Exercise prompt
Return each line below holding the string "bail".

==== Entries provided

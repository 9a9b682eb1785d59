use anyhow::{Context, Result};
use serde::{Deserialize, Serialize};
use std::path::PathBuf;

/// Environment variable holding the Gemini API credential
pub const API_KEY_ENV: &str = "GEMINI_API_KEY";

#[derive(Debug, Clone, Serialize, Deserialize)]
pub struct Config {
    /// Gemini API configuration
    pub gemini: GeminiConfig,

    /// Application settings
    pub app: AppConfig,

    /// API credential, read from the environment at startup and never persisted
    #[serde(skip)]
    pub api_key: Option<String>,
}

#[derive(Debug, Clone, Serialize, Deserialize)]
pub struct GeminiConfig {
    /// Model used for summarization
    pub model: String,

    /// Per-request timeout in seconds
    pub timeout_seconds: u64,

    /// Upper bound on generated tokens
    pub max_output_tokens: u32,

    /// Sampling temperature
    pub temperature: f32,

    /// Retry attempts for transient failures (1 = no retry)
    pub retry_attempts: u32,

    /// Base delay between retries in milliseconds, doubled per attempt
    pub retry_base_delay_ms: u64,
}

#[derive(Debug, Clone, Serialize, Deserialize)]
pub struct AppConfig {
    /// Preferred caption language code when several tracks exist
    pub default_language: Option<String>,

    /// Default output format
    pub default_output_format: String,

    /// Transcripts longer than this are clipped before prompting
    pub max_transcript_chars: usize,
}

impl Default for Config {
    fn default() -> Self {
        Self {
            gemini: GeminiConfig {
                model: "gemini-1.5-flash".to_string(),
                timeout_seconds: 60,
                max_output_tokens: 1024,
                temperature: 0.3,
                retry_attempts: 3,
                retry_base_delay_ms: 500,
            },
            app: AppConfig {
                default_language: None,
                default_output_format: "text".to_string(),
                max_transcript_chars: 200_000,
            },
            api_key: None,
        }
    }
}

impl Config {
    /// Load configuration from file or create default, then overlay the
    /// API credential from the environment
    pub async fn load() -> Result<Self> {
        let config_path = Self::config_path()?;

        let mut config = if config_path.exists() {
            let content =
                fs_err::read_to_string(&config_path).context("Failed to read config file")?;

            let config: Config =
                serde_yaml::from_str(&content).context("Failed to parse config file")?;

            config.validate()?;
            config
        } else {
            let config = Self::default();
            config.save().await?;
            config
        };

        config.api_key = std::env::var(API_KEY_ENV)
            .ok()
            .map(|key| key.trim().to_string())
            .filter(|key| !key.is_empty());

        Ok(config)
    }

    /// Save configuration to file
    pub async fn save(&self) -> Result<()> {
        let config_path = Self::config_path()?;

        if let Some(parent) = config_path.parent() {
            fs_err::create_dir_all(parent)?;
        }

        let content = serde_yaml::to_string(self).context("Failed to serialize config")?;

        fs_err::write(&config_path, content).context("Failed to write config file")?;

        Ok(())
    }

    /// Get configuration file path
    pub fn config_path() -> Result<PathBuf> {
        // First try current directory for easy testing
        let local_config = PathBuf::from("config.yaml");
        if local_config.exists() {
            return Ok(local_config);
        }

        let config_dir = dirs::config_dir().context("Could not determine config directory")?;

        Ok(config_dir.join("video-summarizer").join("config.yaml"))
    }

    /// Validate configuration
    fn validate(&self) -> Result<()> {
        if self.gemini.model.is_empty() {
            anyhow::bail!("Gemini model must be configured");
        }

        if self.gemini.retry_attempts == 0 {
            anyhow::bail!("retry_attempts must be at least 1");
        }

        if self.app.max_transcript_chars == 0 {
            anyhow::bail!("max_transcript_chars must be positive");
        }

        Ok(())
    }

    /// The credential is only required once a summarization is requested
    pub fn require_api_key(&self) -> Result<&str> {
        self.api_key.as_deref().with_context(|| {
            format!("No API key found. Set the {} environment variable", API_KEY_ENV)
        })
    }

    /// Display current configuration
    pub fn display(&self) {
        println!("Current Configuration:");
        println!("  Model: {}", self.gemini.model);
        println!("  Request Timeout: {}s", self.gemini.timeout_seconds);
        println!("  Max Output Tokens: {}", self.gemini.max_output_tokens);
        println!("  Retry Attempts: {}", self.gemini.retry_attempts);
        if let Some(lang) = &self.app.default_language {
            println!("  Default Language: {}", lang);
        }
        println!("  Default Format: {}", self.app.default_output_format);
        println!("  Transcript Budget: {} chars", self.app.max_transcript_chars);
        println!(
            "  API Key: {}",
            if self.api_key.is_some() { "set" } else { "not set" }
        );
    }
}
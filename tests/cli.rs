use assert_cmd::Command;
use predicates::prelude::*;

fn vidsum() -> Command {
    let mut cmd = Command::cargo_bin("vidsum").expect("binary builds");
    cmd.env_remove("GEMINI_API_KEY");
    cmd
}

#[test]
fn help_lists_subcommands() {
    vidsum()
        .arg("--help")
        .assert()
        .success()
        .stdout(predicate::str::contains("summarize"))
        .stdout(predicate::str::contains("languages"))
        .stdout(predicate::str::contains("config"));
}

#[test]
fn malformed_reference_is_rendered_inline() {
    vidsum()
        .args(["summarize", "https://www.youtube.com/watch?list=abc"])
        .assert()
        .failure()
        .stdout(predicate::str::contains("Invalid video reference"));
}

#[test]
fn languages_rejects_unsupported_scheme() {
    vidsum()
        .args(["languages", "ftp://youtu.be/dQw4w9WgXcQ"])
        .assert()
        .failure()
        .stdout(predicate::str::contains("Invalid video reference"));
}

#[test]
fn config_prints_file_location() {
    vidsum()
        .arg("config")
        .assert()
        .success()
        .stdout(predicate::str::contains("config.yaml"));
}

========

Result
            anyhow::bail!("Gemini model must be configured");
            anyhow::bail!("retry_attempts must be at least 1");
            anyhow::bail!("max_transcript_chars must be positive");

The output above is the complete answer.